Les chiffres parlent d’eux-mêmes : les équipes de Médecins Sans Frontières (MSF) ont pris en charge 4 463 survivants de violences sexuelles en 2024, contre 3 207 en 2023 et seulement 1 775 en 2022. Cette augmentation reflète l’intensification des violences dans les quartiers contrôlés par des groupes armés. Ces agressions, souvent perpétrées par plusieurs agresseurs, visent fréquemment des personnes déjà vulnérables, notamment les déplacés internes et les enfants.
Dans ce contexte, les structures médicales peinent à répondre à l’ampleur des besoins. Les hôpitaux publics, confrontés à l’insécurité, ont dû fermer leurs portes, tandis que les centres d’hébergement d’urgence pour les victimes restent peu nombreux et insuffisamment équipés.
Le parcours douloureux des survivants
Le récit d’une survivante illustre la violence de ces agressions : « Trois hommes armés sont entrés chez nous et m’ont violée sous la menace. Nous avons dû fuir notre maison, mais les souvenirs de l’attaque me hantent encore. » Pour beaucoup, l’agression marque le début d’un parcours de souffrance physique, psychologique et sociale. Contraintes de quitter leur quartier, les victimes se retrouvent souvent sans abri ou dans des camps de déplacés, où elles restent exposées à d’autres violences.
Une prise en charge limitée
Depuis 2015, MSF offre des soins médicaux et psychologiques aux survivants de violences sexuelles à Port-au-Prince. Les patients reçoivent des traitements préventifs contre le VIH, des contraceptifs d’urgence et un accompagnement psychologique. Toutefois, ces interventions, bien qu’essentielles, ne suffisent pas à répondre à l’ampleur des besoins.
Diana Manilla Arroyo, cheffe de mission de MSF, déplore cette situation : « En dépit de nos efforts, de nombreux survivants restent sans protection et sans recours. Il est urgent de développer des services adaptés et accessibles, notamment des hébergements sécurisés et un soutien socio-économique. »
Un appel à l’action
Pour répondre à cette crise humanitaire, il est impératif de renforcer les services de prise en charge des victimes de violences sexuelles à Port-au-Prince. Cela passe par l’ouverture de nouveaux centres d’hébergement, l’amélioration de l’accès aux soins médicaux et psychologiques, et une protection accrue pour les survivants.

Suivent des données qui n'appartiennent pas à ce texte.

//! # Example: bulk_cancel
//!
//! Demonstrates the bulk operations over a registry.
//!
//! Shows how to:
//! - Register several workers, one of which is exempt from bulk cancellation
//! - Insert a handle-less record directly through [`Registry::add`](taskkeeper::Registry::add)
//! - Cancel everything except the exempt worker with [`TaskManager::cancel_all`]
//! - Check completion of the rest with [`TaskManager::check_all_completion`]
//! - Tear everything down with [`TaskManager::clear_all`]
//!
//! ## Flow
//! ```text
//! main()
//!   ├─► register a, b, keeper; add "legacy" without a cancel handle
//!   ├─► start all
//!   ├─► cancel_all(except = ["keeper"])  → PartiallyAccepted { legacy: CancelHandleMissing }
//!   ├─► check_all_completion(except = ["keeper", "legacy"])
//!   │     └─► a: Completed, b: Completed
//!   └─► clear_all()                      → registry and disposal queue empty
//! ```
//!
//! ## Run
//! ```bash
//! cargo run --example bulk_cancel
//! ```

use std::time::Duration;
use taskkeeper::{
    CancelHandle, Config, CreationOptions, PollOptions, Status, TaskError, TaskFn, TaskManager,
    TaskRecord, TaskRef,
};
use tokio_util::sync::CancellationToken;
use tracing_subscriber::EnvFilter;

fn ticker(name: &'static str) -> TaskRef {
    TaskFn::arc(move |ctx: CancellationToken| async move {
        loop {
            tokio::select! {
                _ = ctx.cancelled() => {
                    println!("[{name}] stopping");
                    return Err(TaskError::Canceled);
                }
                _ = tokio::time::sleep(Duration::from_millis(200)) => {}
            }
        }
    })
}

#[tokio::main]
async fn main() -> anyhow::Result<()> {
    tracing_subscriber::fmt()
        .with_env_filter(EnvFilter::new("info"))
        .init();
    println!("=== bulk_cancel example ===\n");

    let manager = TaskManager::builder(Config::default()).build();

    for name in ["a", "b", "keeper"] {
        let st = manager
            .register(name, Some(ticker(name)), Some(CancelHandle::new()), CreationOptions::new())
            .await;
        anyhow::ensure!(st == Status::Added, "register {name} failed: {st}");
    }

    let legacy = TaskRecord::new(ticker("legacy"), None, CreationOptions::new(), &manager.cfg);
    anyhow::ensure!(manager.registry().add("legacy", legacy).await, "legacy already present");

    for name in manager.registry().names().await {
        println!("[controller] start {name}: {}", manager.start(&name).await);
    }
    tokio::time::sleep(Duration::from_millis(500)).await;

    let (st, skipped) = manager.cancel_all(&["keeper"]).await;
    println!("[controller] cancel_all: {st}, skipped: {skipped:?}");
    anyhow::ensure!(st == Status::PartiallyAccepted, "unexpected bulk status {st}");
    anyhow::ensure!(skipped.get("legacy") == Some(&Status::CancelHandleMissing));

    let poll = PollOptions::new(1, Duration::from_secs(1));
    let done = manager
        .check_all_completion(&["keeper", "legacy"], poll)
        .await;
    println!("[controller] check_all_completion: {done:?}");
    anyhow::ensure!(done.values().all(|s| *s == Status::Completed));

    println!("[controller] statuses before teardown: {:?}", manager.statuses().await);
    manager.clear_all().await;
    anyhow::ensure!(manager.statuses().await.is_empty(), "registry should be empty");
    manager.shutdown().await;

    println!("\n=== example completed successfully ===");
    Ok(())
}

Les violences sexuelles à Port-au-Prince sont le reflet d’une société en crise, où les plus vulnérables paient le prix de l’instabilité. Face à cette tragédie, il est essentiel que les autorités locales, les organisations humanitaires et la communauté internationale unissent leurs efforts pour offrir aux victimes une chance de reconstruire leur vie.